The top was down, and Antonio was in aviators and snug jeans, his boots making a
clup-clup
on the pavement as he came around to open the door for me. “Contessa,” he said.

“Capo.”

“How was your afternoon out?”

“Thrilling.” I sat down, and he closed the door behind me. When he got behind the wheel I asked, “Short notice to give a girl.”

“Ten minutes is enough time to get down the stairs.”

“Maybe I was busy.”

“Were you?” He put the car into drive and twisted to see behind him before pulling out. His leather jacket stretched between his shoulder blades.

“Hardly the point,” I huffed.

“Exactly the point.” He pulled into the street and headed south with the wind in his hair, the sun on his glasses, and his skin a rich olive color. When he smiled at me, I forgot the point entirely.

“Where are we going?” I asked.

“Back to the east side.”

“You won’t give up over there, will you?”

“It’s mine. I never give up what’s mine.” He turned to me for a second. “Ever.”

“So, if you kept that territory, where did Paulie go?”

He smirked, eyes on the road. I wasn’t supposed to ask questions, but if he expected me to stick to that, he was sorely mistaken.

“Is he a businessman without a business?” I used air quotes.

“There is nothing more dangerous than a man who has lost everything fighting something he fears.”

“What does he fear?”

Antonio pulled onto the 10 freeway. My hair went nuts, spiraling like cotton candy in the wind. He put his fingers on my thigh, pushing my skirt up. I put my hand on it as he moved it deeper, grasping the flesh.

“Tell me,” I said.

“Your legs are closed.”

“I’m in a convertible on the 10.”

“Open them.
Adesso
. I want to feel if you’re wet.”

“Antonio, really.” A big rig came up on the right. If the trucker had been looking out his side window, he would have had a clear view.

“Pull your skirt down over my hand and spread your legs. One knee touching the door. All the way. Don’t argue, or I’m going to pull over and spank you for every trucker on the freeway to see.”

I was wet. I had to be. I pulled my skirt over his hand and put my bag on my lap. He grabbed his jacket from the back and put it over the bag.

“Good enough,” he said. “Open up.”

I spread my legs. The city streaked by in swashes of grey, blots of billboard colors, and flecks of palm-tree green. The only constant was the flawless umbrella of blue sky.

“You didn’t answer the question,” I said. He changed lanes, blinker and all, and slipped his hand under the crotch of my panties.


Dio mio
, you are soaked. What were you thinking about?”

He rubbed my clit gently, one stroke along the length.

“Paulie’s business.” I opened my legs wider.

“Really?” He leaned back and draped his left wrist over the wheel while drawing sticky circles around my opening with his right middle finger.

“No.”

“Tell me.”

“I was thinking about your mouth.”


Bene
. What about it?” A BMW came up close on the right, and I ignored it. If I looked at them, they’d look back. The car was red, and I was throbbing.

“Your lips,” I gasped. “Between my legs.” He moved so slowly I thought I’d explode from the rush of blood.

“More.”

“Kissing me. Sucking. God, Jesus Antonio.

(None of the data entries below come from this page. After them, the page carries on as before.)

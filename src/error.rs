//! Error types for listing and decoding grain state blobs.

use thiserror::Error;

/// Classification of a storage service failure.
///
/// Codes mirror the `x-ms-error-code` values returned by Azure Blob Storage
/// for the handful of failures a listing can run into. Anything the service
/// reports that is not listed here lands in [`ErrorCode::Other`].
#[derive(Debug, Clone, Copy, PartialEq, Eq)]
pub enum ErrorCode {
    AuthenticationFailed,
    AuthorizationFailure,
    AuthorizationPermissionMismatch,
    ContainerNotFound,
    ResourceNotFound,
    InvalidQueryParameterValue,
    ServerBusy,
    OperationTimedOut,
    InternalError,
    /// The request never produced a service response (DNS, TCP, TLS, ...).
    Transport,
    /// The service answered but the body could not be understood.
    InvalidResponse,
    Other,
}

impl ErrorCode {
    /// Returns the string representation of the error code.
    pub fn as_str(&self) -> &'static str {
        match self {
            ErrorCode::AuthenticationFailed => "AuthenticationFailed",
            ErrorCode::AuthorizationFailure => "AuthorizationFailure",
            ErrorCode::AuthorizationPermissionMismatch => "AuthorizationPermissionMismatch",
            ErrorCode::ContainerNotFound => "ContainerNotFound",
            ErrorCode::ResourceNotFound => "ResourceNotFound",
            ErrorCode::InvalidQueryParameterValue => "InvalidQueryParameterValue",
            ErrorCode::ServerBusy => "ServerBusy",
            ErrorCode::OperationTimedOut => "OperationTimedOut",
            ErrorCode::InternalError => "InternalError",
            ErrorCode::Transport => "Transport",
            ErrorCode::InvalidResponse => "InvalidResponse",
            ErrorCode::Other => "Other",
        }
    }

    /// Parses a service error code, falling back to [`ErrorCode::Other`].
    pub fn from_service_code(code: &str) -> Self {
        match code {
            "AuthenticationFailed" | "InvalidAuthenticationInfo" => ErrorCode::AuthenticationFailed,
            "AuthorizationFailure" => ErrorCode::AuthorizationFailure,
            "AuthorizationPermissionMismatch" => ErrorCode::AuthorizationPermissionMismatch,
            "ContainerNotFound" => ErrorCode::ContainerNotFound,
            "ResourceNotFound" => ErrorCode::ResourceNotFound,
            "InvalidQueryParameterValue" => ErrorCode::InvalidQueryParameterValue,
            "ServerBusy" => ErrorCode::ServerBusy,
            "OperationTimedOut" => ErrorCode::OperationTimedOut,
            "InternalError" => ErrorCode::InternalError,
            _ => ErrorCode::Other,
        }
    }

    /// Returns the default message for this error code.
    pub fn default_message(&self) -> &'static str {
        match self {
            ErrorCode::AuthenticationFailed => {
                "Server failed to authenticate the request. Make sure the value of the \
                 Authorization header is formed correctly including the signature."
            }
            ErrorCode::AuthorizationFailure => {
                "This request is not authorized to perform this operation."
            }
            ErrorCode::AuthorizationPermissionMismatch => {
                "This request is not authorized to perform this operation using this permission."
            }
            ErrorCode::ContainerNotFound => "The specified container does not exist.",
            ErrorCode::ResourceNotFound => "The specified resource does not exist.",
            ErrorCode::ServerBusy => "The server is currently unable to receive requests.",
            ErrorCode::InternalError => "The server encountered an internal error.",
            ErrorCode::Transport => "The storage service could not be reached.",
            ErrorCode::InvalidResponse => "The storage service returned an unreadable response.",
            _ => "An error occurred while listing blobs.",
        }
    }
}

/// Failure reported by the storage collaborator while listing blobs.
#[derive(Debug, Error)]
#[error("{}: {message}", .code.as_str())]
pub struct StorageError {
    pub code: ErrorCode,
    pub message: String,
}

impl StorageError {
    /// Creates a new storage error with the given code and default message.
    pub fn new(code: ErrorCode) -> Self {
        Self {
            message: code.default_message().to_string(),
            code,
        }
    }

    /// Creates a new storage error with a custom message.
    pub fn with_message(code: ErrorCode, message: impl Into<String>) -> Self {
        Self {
            code,
            message: message.into(),
        }
    }
}

impl From<azure_core::Error> for StorageError {
    fn from(err: azure_core::Error) -> Self {
        use azure_core::error::ErrorKind;

        let code = match err.kind() {
            ErrorKind::HttpResponse { error_code, .. } => error_code
                .as_deref()
                .map(ErrorCode::from_service_code)
                .unwrap_or(ErrorCode::Other),
            ErrorKind::Io => ErrorCode::Transport,
            ErrorKind::DataConversion => ErrorCode::InvalidResponse,
            ErrorKind::Credential => ErrorCode::AuthenticationFailed,
            _ => ErrorCode::Other,
        };

        StorageError::with_message(code, err.to_string())
    }
}

/// Errors raised by the lister.
#[derive(Debug, Error)]
pub enum ListerError {
    #[error("configuration error: {0}")]
    Config(String),

    #[error("invalid settings file: {0}")]
    Settings(#[from] serde_json::Error),

    #[error("invalid connection string: {0}")]
    ConnectionString(String),

    #[error("invalid grain registration: {0}")]
    Registry(String),

    #[error("invalid blob name pattern: {0}")]
    Pattern(#[from] regex::Error),

    #[error(transparent)]
    Storage(#[from] StorageError),

    #[error(transparent)]
    Io(#[from] std::io::Error),
}

impl From<azure_core::Error> for ListerError {
    fn from(err: azure_core::Error) -> Self {
        ListerError::Storage(err.into())
    }
}

/// Result type alias for lister operations.
pub type ListerResult<T> = Result<T, ListerError>;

How can you drive and do this?” I could barely see past the nest of hair whipping around my face, but I saw his smirk clearly.

“The left hand doesn’t know what the right is doing.” He grasped my clit between his thumb and forefinger, changing lanes again so he could blow the speed limit that much better.

“God!”

“More,” he said.

“And you put your tongue inside me, and rub your teeth on my clit.”

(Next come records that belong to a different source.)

//! Azure Blob Storage lister backed by the official SDK.

use azure_core::request_options::MaxResults;
use azure_storage::{CloudLocation, ConnectionString, StorageCredentials};
use azure_storage_blobs::prelude::{ClientBuilder, ContainerClient};
use futures::StreamExt;
use std::num::NonZeroU32;
use tracing::debug;
use url::Url;

use crate::config::{DEV_STORAGE_ACCOUNT, DEV_STORAGE_ACCOUNT_KEY, DEV_STORAGE_BLOB_ENDPOINT};
use crate::error::{ListerError, ListerResult};

use super::{BlobDescriptor, BlobLister, BlobPage, BlobPageStream};

/// Blob endpoint resolved from a connection string.
#[derive(Debug, Clone, PartialEq, Eq)]
pub struct BlobEndpoint {
    pub account: String,
    /// Explicit service URL. `None` means the public cloud endpoint of `account`.
    pub uri: Option<String>,
}

impl BlobEndpoint {
    /// Resolves the blob endpoint described by a parsed connection string.
    pub fn resolve(conn: &ConnectionString<'_>) -> ListerResult<Self> {
        if conn.use_development_storage == Some(true) {
            return Ok(Self {
                account: DEV_STORAGE_ACCOUNT.to_string(),
                uri: Some(DEV_STORAGE_BLOB_ENDPOINT.to_string()),
            });
        }

        if let Some(endpoint) = conn.blob_endpoint {
            let url = Url::parse(endpoint).map_err(|e| {
                ListerError::ConnectionString(format!("invalid BlobEndpoint '{}': {}", endpoint, e))
            })?;
            let account = match conn.account_name {
                Some(account) => account.to_string(),
                None => account_from_url(&url).ok_or_else(|| {
                    ListerError::ConnectionString(
                        "AccountName is required when BlobEndpoint has no account host".into(),
                    )
                })?,
            };
            return Ok(Self {
                account,
                uri: Some(endpoint.trim_end_matches('/').to_string()),
            });
        }

        let account = conn
            .account_name
            .ok_or_else(|| ListerError::ConnectionString("AccountName is missing".into()))?
            .to_string();

        let uri = conn
            .endpoint_suffix
            .map(|suffix| format!("https://{}.blob.{}", account, suffix));

        Ok(Self { account, uri })
    }

    /// Returns the SDK location for this endpoint.
    pub fn location(&self) -> CloudLocation {
        match &self.uri {
            Some(uri) => CloudLocation::Custom {
                account: self.account.clone(),
                uri: uri.clone(),
            },
            None => CloudLocation::Public {
                account: self.account.clone(),
            },
        }
    }
}

/// Takes the account name from a `<account>.blob.<suffix>` host.
fn account_from_url(url: &Url) -> Option<String> {
    let host = url.host_str()?;
    let (account, rest) = host.split_once('.')?;
    if rest.starts_with("blob.") && !account.is_empty() {
        Some(account.to_string())
    } else {
        None
    }
}

/// Lists blobs from one Azure Blob Storage container.
///
/// Paging (continuation markers) is driven by the SDK. Failed page requests
/// surface as errors on the stream; nothing here retries.
#[derive(Clone)]
pub struct AzureBlobLister {
    container: ContainerClient,
    page_size: Option<NonZeroU32>,
}

impl AzureBlobLister {
    pub fn new(container: ContainerClient) -> Self {
        Self {
            container,
            page_size: None,
        }
    }

    /// Connects to `container` using an Azure Storage connection string.
    pub fn from_connection_string(connection_string: &str, container: &str) -> ListerResult<Self> {
        let conn = ConnectionString::new(connection_string)
            .map_err(|e| ListerError::ConnectionString(e.to_string()))?;

        let endpoint = BlobEndpoint::resolve(&conn)?;
        let credentials = if conn.use_development_storage == Some(true) {
            StorageCredentials::access_key(DEV_STORAGE_ACCOUNT, DEV_STORAGE_ACCOUNT_KEY.to_string())
        } else {
            conn.storage_credentials()
                .map_err(|e| ListerError::ConnectionString(e.to_string()))?
        };

        debug!(
            account = %endpoint.account,
            uri = endpoint.uri.as_deref().unwrap_or("public"),
            container,
            "Connecting to blob container"
        );

        let client = ClientBuilder::with_location(endpoint.location(), credentials)
            .container_client(container);
        Ok(Self::new(client))
    }

    /// Sets the `maxresults` requested per page.
    pub fn page_size(mut self, page_size: Option<NonZeroU32>) -> Self {
        self.page_size = page_size;
        self
    }
}

impl BlobLister for AzureBlobLister {
    fn list_blobs(&self, prefix: &str) -> BlobPageStream<'_> {
        let mut request = self.container.list_blobs().prefix(prefix.to_string());
        if let Some(page_size) = self.page_size {
            request = request.max_results(MaxResults::new(page_size));
        }

        request
            .into_stream()
            .map(|page| -> ListerResult<BlobPage> {
                let page = page?;
                let blobs = page
                    .blobs
                    .blobs()
                    .map(|blob| BlobDescriptor::new(blob.name.clone()))
                    .collect();
                Ok(BlobPage::new(blobs))
            })
            .boxed()
    }
}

“You are dirty, Contessa. And detailed. Do you want to come?” He let the pinch go and rubbed with the pads of his fingers.

“Please.”

“Sit still.”

I caught sight of him, between the spaghetti of red hair, glancing my way and smiling.

“Yes,” I said. “Yes.”

“Keep your legs open.” He dragged all four fingers over my hard clit once, twice, the bumps and ridges of his fingertips a pulsing rhythm at seventy-five miles an hour.